Pedro Ros, consultor de economía silver: "Es uno de los mercados más dinámicos y menos comprendidos del momento"
“Si las empresas empiezan a ver a los mayores de 50 como un activo estratégico y no como un problema de costes, el desempleo en este grupo puede reducirse de forma significativa.
“La biofarmacéutica, las actividades recreativas y de bienestar y la IA como infraestructura en la dependencia son las tendencias mundiales en 2026”
Pedro Ros ha vivido los cambios en el mercado silver en sus carnes. Se ha reinventado y desde una gran corporación donde lideraba un equipo directivo de alto nivel ha pasado a trabajar con un equipo de tres personas como analista en Silvereconomy. Se ha especializado en economía silver, y nos da las claves de hacia donde se dirige un mercado que considera “de los más dinámicos y menos comprendidos del momento”.
¿Por qué crees que la consultoría en economía senior es una buena opción profesional?
La economía senior está creciendo a gran velocidad y, sin embargo, todavía hay pocos datos fiables y pocas consultoras especializadas en este ámbito. Nosotros ayudamos a las empresas a comprender un mercado que no pueden ignorar si quieren formar parte de este boom económico. La población de más de 60 supera ya los 1.200 millones de personas en el mundo, crece tres veces más rápido que el resto y concentra alrededor de una cuarta parte del consumo mundial, lo que convierte a la silver economy en una oportunidad profesional y empresarial extraordinaria para quienes aporten datos y enfoque estratégico.
Usted señala 3 tendencias mundiales para 2026. Una es la prolongación de los años de vida saludable. ¿Deporte, alimentación y senolíticos?
La prolongación de los años de vida saludable se traduce ya en tres grandes áreas de mercado. Por un lado, la biofarmacéutica y las terapias anti‑envejecimiento concentran más de 140.000 millones de dólares de gasto global por parte de personas de más de 60 años, con un giro hacia terapias que buscan mantener funcionalidad y retrasar enfermedades asociadas a la edad.

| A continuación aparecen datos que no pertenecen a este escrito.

//! Maps logical paths to the physical path every operation runs against.
//!
//! The answer is always the cache-layer candidate. When the cache copy is
//! missing but the origin has the object, it is copied up first. Copy-up
//! failures are logged and never fail the resolution; the caller's real
//! syscall then reports the natural error.

use dashmap::DashMap;
use nix::sys::time::TimeSpec;
use parking_lot::Mutex;
use std::fs;
use std::os::unix::fs::MetadataExt;
use std::path::{Path, PathBuf};
use std::sync::atomic::{AtomicU64, Ordering};
use std::sync::Arc;

use crate::config::LayerConfig;
use crate::overlay::materialize::{materialize, MaterializeError, Materialized};
use crate::overlay::paths::{layer_path, normalize_logical, path_exists};
use crate::overlay::tombstone::Tombstone;

/// Where a logical path currently lives.
#[derive(Debug, Clone, Copy, PartialEq, Eq)]
pub enum MaterializationState {
    /// The cache layer has it.
    Materialized,
    /// Only the origin layer has it.
    Pending,
    /// Neither layer has it (or the origin copy is tombstoned).
    Absent,
}

/// Resolves logical paths against the two layers, copying up on demand.
///
/// Shared by every handler through an `Arc`; all methods take `&self`.
pub struct Redirector {
    config: Arc<LayerConfig>,
    /// Per-logical-path locks, held by copy-up and by operations that change
    /// a directory's entries. See [`Redirector::with_path_locks`].
    path_locks: DashMap<PathBuf, Arc<Mutex<()>>>,
    materialized: AtomicU64,
}

impl Redirector {
    /// Create a redirector over the layer roots in `config`. Nothing is
    /// touched on disk until the first resolution.
    pub fn new(config: Arc<LayerConfig>) -> Self {
        Redirector {
            config,
            path_locks: DashMap::new(),
            materialized: AtomicU64::new(0),
        }
    }

    /// The layer roots this redirector was built with.
    pub fn config(&self) -> &LayerConfig {
        &self.config
    }

    /// Cache-layer candidate for `logical`. Pure path arithmetic: nothing is
    /// checked or copied.
    pub fn cache_path(&self, logical: &Path) -> PathBuf {
        layer_path(&self.config.cache_root, logical)
    }

    /// Origin-layer candidate for `logical`.
    pub fn origin_path(&self, logical: &Path) -> PathBuf {
        layer_path(&self.config.origin_root, logical)
    }

    /// Number of objects this redirector has copied into the cache layer.
    pub fn materialization_count(&self) -> u64 {
        self.materialized.load(Ordering::Relaxed)
    }

    /// Classify `logical` without copying anything.
    pub fn state(&self, logical: &Path) -> MaterializationState {
        if path_exists(&self.cache_path(logical)) {
            MaterializationState::Materialized
        } else if self.origin_visible(logical) {
            MaterializationState::Pending
        } else {
            MaterializationState::Absent
        }
    }

    /// Whether the origin has `logical` and no tombstone hides it.
    pub fn origin_visible(&self, logical: &Path) -> bool {
        path_exists(&self.origin_path(logical))
            && !Tombstone::hides(&self.config.cache_root, logical)
    }

    /// Return the physical path for `logical`, copying it up first if only the
    /// origin has it.
    pub fn resolve(&self, logical: &Path) -> PathBuf {
        let cache = self.cache_path(logical);
        if path_exists(&cache) {
            return cache;
        }

        let logical = normalize_logical(logical);
        if let Err(e) = self.copy_up(&logical, &cache) {
            tracing::warn!("resolve: copy-up of {:?} failed: {}", logical, e);
        }
        cache
    }

    fn copy_up(&self, logical: &Path, cache: &Path) -> Result<(), MaterializeError> {
        if !self.origin_visible(logical) {
            return Ok(());
        }

        if let (Some(parent), Some(cache_parent)) = (logical.parent(), cache.parent()) {
            if !path_exists(cache_parent) {
                self.resolve(parent);
            }
        }

        self.with_path_locks(&[logical], || {
            if path_exists(cache) {
                Ok(())
            } else {
                self.copy_into_parent(logical, cache).map(|_| ())
            }
        })
    }

    /// Materialize one entry of an already-materialized directory. Used by the
    /// directory enumerator's sweep.
    ///
    /// # Returns
    /// * `Some(kind)` with what was done (`AlreadyPresent` if the cache had it)
    /// * `None` if the copy failed; the failure is logged
    pub(crate) fn materialize_child(&self, logical: &Path) -> Option<Materialized> {
        let logical = normalize_logical(logical);
        let cache = self.cache_path(&logical);
        self.with_path_locks(&[logical.as_path()], || {
            if path_exists(&cache) {
                return Some(Materialized::AlreadyPresent);
            }
            match self.copy_into_parent(&logical, &cache) {
                Ok(kind) => Some(kind),
                Err(e) => {
                    tracing::warn!("readdir: copy-up of {:?} failed: {}", logical, e);
                    None
                }
            }
        })
    }

    /// Copy `logical` from the origin to `cache` and put the cache parent's
    /// timestamps back afterwards. The parent's lock is held throughout, so an
    /// entry change made through the overlay cannot land between capture and
    /// restore and have its mtime update undone.
    fn copy_into_parent(&self, logical: &Path, cache: &Path) -> Result<Materialized, MaterializeError> {
        let origin = self.origin_path(logical);
        let copy = || -> Result<Materialized, MaterializeError> {
            let parent_times = cache.parent().and_then(ParentTimes::capture);
            let kind = materialize(&origin, cache)?;
            self.record(kind, logical);
            if kind.copied() {
                if let Some(times) = parent_times {
                    times.restore();
                }
            }
            Ok(kind)
        };
        match logical.parent() {
            Some(parent) => self.with_path_locks(&[parent], copy),
            None => copy(),
        }
    }

    fn record(&self, kind: Materialized, logical: &Path) {
        if kind.copied() {
            self.materialized.fetch_add(1, Ordering::Relaxed);
            tracing::debug!("materialized {:?} as {:?}", logical, kind);
        }
    }

    /// Run `f` while holding the lock of every logical path in `paths`.
    ///
    /// Copy-up holds a path's lock and then takes its parent's; operations
    /// that add or remove directory entries take the lock of each directory
    /// they change. Locks are always taken deepest path first, ties broken by
    /// path order, so nested acquisitions never deadlock. `f` must not call
    /// back into resolution for a path whose lock is held.
    ///
    /// # Arguments
    /// * `paths` - Logical paths to lock; duplicates are locked once
    /// * `f` - The work to run under the locks
    ///
    /// # Returns
    /// Whatever `f` returns. Locks nobody else waits on are dropped from the
    /// table afterwards.
    pub fn with_path_locks<R>(&self, paths: &[&Path], f: impl FnOnce() -> R) -> R {
        let mut keys: Vec<PathBuf> = paths.iter().map(|p| normalize_logical(p)).collect();
        keys.sort_by(|a, b| {
            b.components()
                .count()
                .cmp(&a.components().count())
                .then_with(|| a.cmp(b))
        });
        keys.dedup();

        let locks: Vec<Arc<Mutex<()>>> = keys.iter().map(|key| self.path_lock(key)).collect();
        let result = {
            let _guards: Vec<_> = locks.iter().map(|lock| lock.lock()).collect();
            f()
        };
        drop(locks);
        for key in &keys {
            self.path_locks
                .remove_if(key, |_, lock| Arc::strong_count(lock) == 1);
        }
        result
    }

    fn path_lock(&self, logical: &Path) -> Arc<Mutex<()>> {
        self.path_locks
            .entry(logical.to_path_buf())
            .or_insert_with(|| Arc::new(Mutex::new(())))
            .clone()
    }

    #[cfg(test)]
    pub(crate) fn path_locks_count(&self) -> usize {
        self.path_locks.len()
    }
}

/// Timestamps of a cache directory captured before copy-up writes into it,
/// so materializing a child does not show up as a modification of the parent.
struct ParentTimes {
    path: PathBuf,
    atime: TimeSpec,
    mtime: TimeSpec,
}

impl ParentTimes {
    fn capture(path: &Path) -> Option<Self> {
        let meta = fs::symlink_metadata(path).ok()?;
        Some(ParentTimes {
            path: path.to_path_buf(),
            atime: TimeSpec::new(meta.atime() as _, meta.atime_nsec() as _),
            mtime: TimeSpec::new(meta.mtime() as _, meta.mtime_nsec() as _),
        })
    }

    fn restore(&self) {
        if let Err(e) = nix::sys::stat::utimensat(
            None,
            &self.path,
            &self.atime,
            &self.mtime,
            nix::sys::stat::UtimensatFlags::NoFollowSymlink,
        ) {
            tracing::debug!(
                "failed to restore timestamps on {}: {}",
                self.path.display(),
                e
            );
        }
    }
}

#[cfg(test)]
mod tests {
    use super::*;
    use std::ffi::OsStr;

    fn setup() -> (tempfile::TempDir, Redirector) {
        let temp_dir = tempfile::tempdir().unwrap();
        let lower = temp_dir.path().join("lower");
        let upper = temp_dir.path().join("upper");
        fs::create_dir(&lower).unwrap();
        fs::create_dir(&upper).unwrap();
        let config = LayerConfig::new(&lower, &upper, None).unwrap();
        (temp_dir, Redirector::new(Arc::new(config)))
    }

    #[test]
    fn test_resolve_absent_returns_cache_candidate() {
        let (_temp, redirector) = setup();
        let resolved = redirector.resolve(Path::new("/new.txt"));

        assert_eq!(resolved, redirector.config().cache_root.join("new.txt"));
        assert!(!resolved.exists());
        assert_eq!(redirector.materialization_count(), 0);
    }

    #[test]
    fn test_resolve_copies_up_pending_file_once() {
        let (_temp, redirector) = setup();
        fs::write(redirector.config().origin_root.join("a.txt"), "origin").unwrap();

        assert_eq!(
            redirector.state(Path::new("/a.txt")),
            MaterializationState::Pending
        );
        let first = redirector.resolve(Path::new("/a.txt"));
        let second = redirector.resolve(Path::new("a.txt"));

        assert_eq!(first, second);
        assert_eq!(fs::read_to_string(&first).unwrap(), "origin");
        assert_eq!(redirector.materialization_count(), 1);
        assert_eq!(
            redirector.state(Path::new("/a.txt")),
            MaterializationState::Materialized
        );
    }

    #[test]
    fn test_resolve_materializes_missing_ancestors() {
        let (_temp, redirector) = setup();
        let origin = &redirector.config().origin_root;
        fs::create_dir_all(origin.join("a/b")).unwrap();
        fs::write(origin.join("a/b/c.txt"), "deep").unwrap();

        let resolved = redirector.resolve(Path::new("/a/b/c.txt"));

        assert_eq!(fs::read_to_string(resolved).unwrap(), "deep");
        assert!(redirector.config().cache_root.join("a/b").is_dir());
        assert_eq!(redirector.materialization_count(), 3);
    }

    #[test]
    fn test_resolve_respects_tombstone() {
        let (_temp, redirector) = setup();
        fs::write(redirector.config().origin_root.join("gone.txt"), "x").unwrap();
        Tombstone::create(&redirector.config().cache_root, OsStr::new("gone.txt")).unwrap();

        let resolved = redirector.resolve(Path::new("/gone.txt"));

        assert!(!resolved.exists());
        assert_eq!(
            redirector.state(Path::new("/gone.txt")),
            MaterializationState::Absent
        );
    }

    #[test]
    fn test_path_locks_are_released() {
        let (_temp, redirector) = setup();
        fs::write(redirector.config().origin_root.join("a.txt"), "x").unwrap();

        redirector.resolve(Path::new("/a.txt"));

        assert_eq!(redirector.path_locks_count(), 0);
    }

    #[test]
    fn test_copy_up_keeps_parent_times() {
        let (_temp, redirector) = setup();
        let origin = &redirector.config().origin_root;
        fs::create_dir(origin.join("dir")).unwrap();
        fs::write(origin.join("dir/file.txt"), "x").unwrap();

        let dir = redirector.resolve(Path::new("/dir"));
        let before = fs::metadata(&dir).unwrap().mtime();
        redirector.resolve(Path::new("/dir/file.txt"));
        let after = fs::metadata(&dir).unwrap().mtime();

        assert_eq!(before, after);
        assert_eq!(after, fs::metadata(origin.join("dir")).unwrap().mtime());
    }

    #[test]
    fn test_with_path_locks_dedups_and_releases() {
        let (_temp, redirector) = setup();

        let value = redirector.with_path_locks(
            &[Path::new("/a/b"), Path::new("/a"), Path::new("a/b/")],
            || {
                assert_eq!(redirector.path_locks_count(), 2);
                7
            },
        );

        assert_eq!(value, 7);
        assert_eq!(redirector.path_locks_count(), 0);
    }

    #[test]
    fn test_copy_up_waits_for_parent_lock() {
        let (_temp, redirector) = setup();
        let origin = &redirector.config().origin_root;
        fs::create_dir(origin.join("dir")).unwrap();
        fs::write(origin.join("dir/file.txt"), "x").unwrap();
        let dir = redirector.resolve(Path::new("/dir"));

        let mtime_after_create = std::thread::scope(|scope| {
            redirector.with_path_locks(&[Path::new("/dir")], || {
                let _copier = scope.spawn(|| redirector.resolve(Path::new("/dir/file.txt")));
                std::thread::sleep(std::time::Duration::from_millis(100));
                assert!(!dir.join("file.txt").exists());

                // An entry added through the overlay while the copy is blocked
                fs::write(dir.join("created.txt"), "new").unwrap();
                let mtime = fs::metadata(&dir).unwrap().modified().unwrap();
                mtime
            })
        });

        assert!(dir.join("file.txt").is_file());
        assert_eq!(
            fs::metadata(&dir).unwrap().modified().unwrap(),
            mtime_after_create
        );
    }
}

En paralelo, las actividades recreativas y de bienestar, un mercado de un tamaño parecido al anterior, y la nutrición y suplementos orientados a mayores (un segmento global en el entorno de los 230.000 millones de dólares), conforman un ecosistema donde deporte, alimentación y nuevas terapias se combinan para sostener más años de vida con calidad, no solo más años de vida.
Otra tendencia que apunta es la IA como infraestructura de la independencia. ¿A qué se refiere?
La IA se está convirtiendo en una infraestructura básica para mantener la independencia de las personas mayores. Ya permite personalizar el cuidado aprendiendo los patrones normales de movimiento, sueño, frecuencia cardíaca y rutinas de cada persona, para detectar cambios específicos en su caso en lugar de aplicar umbrales genéricos.
Esto significa que una persona mayor puede vivir más tiempo en su casa con seguridad, porque la tecnología monitoriza de forma discreta, detecta anomalías antes de que se conviertan en crisis y activa apoyos cuando son necesarios. En la práctica, es el puente entre la autonomía y la seguridad en la vida cotidiana.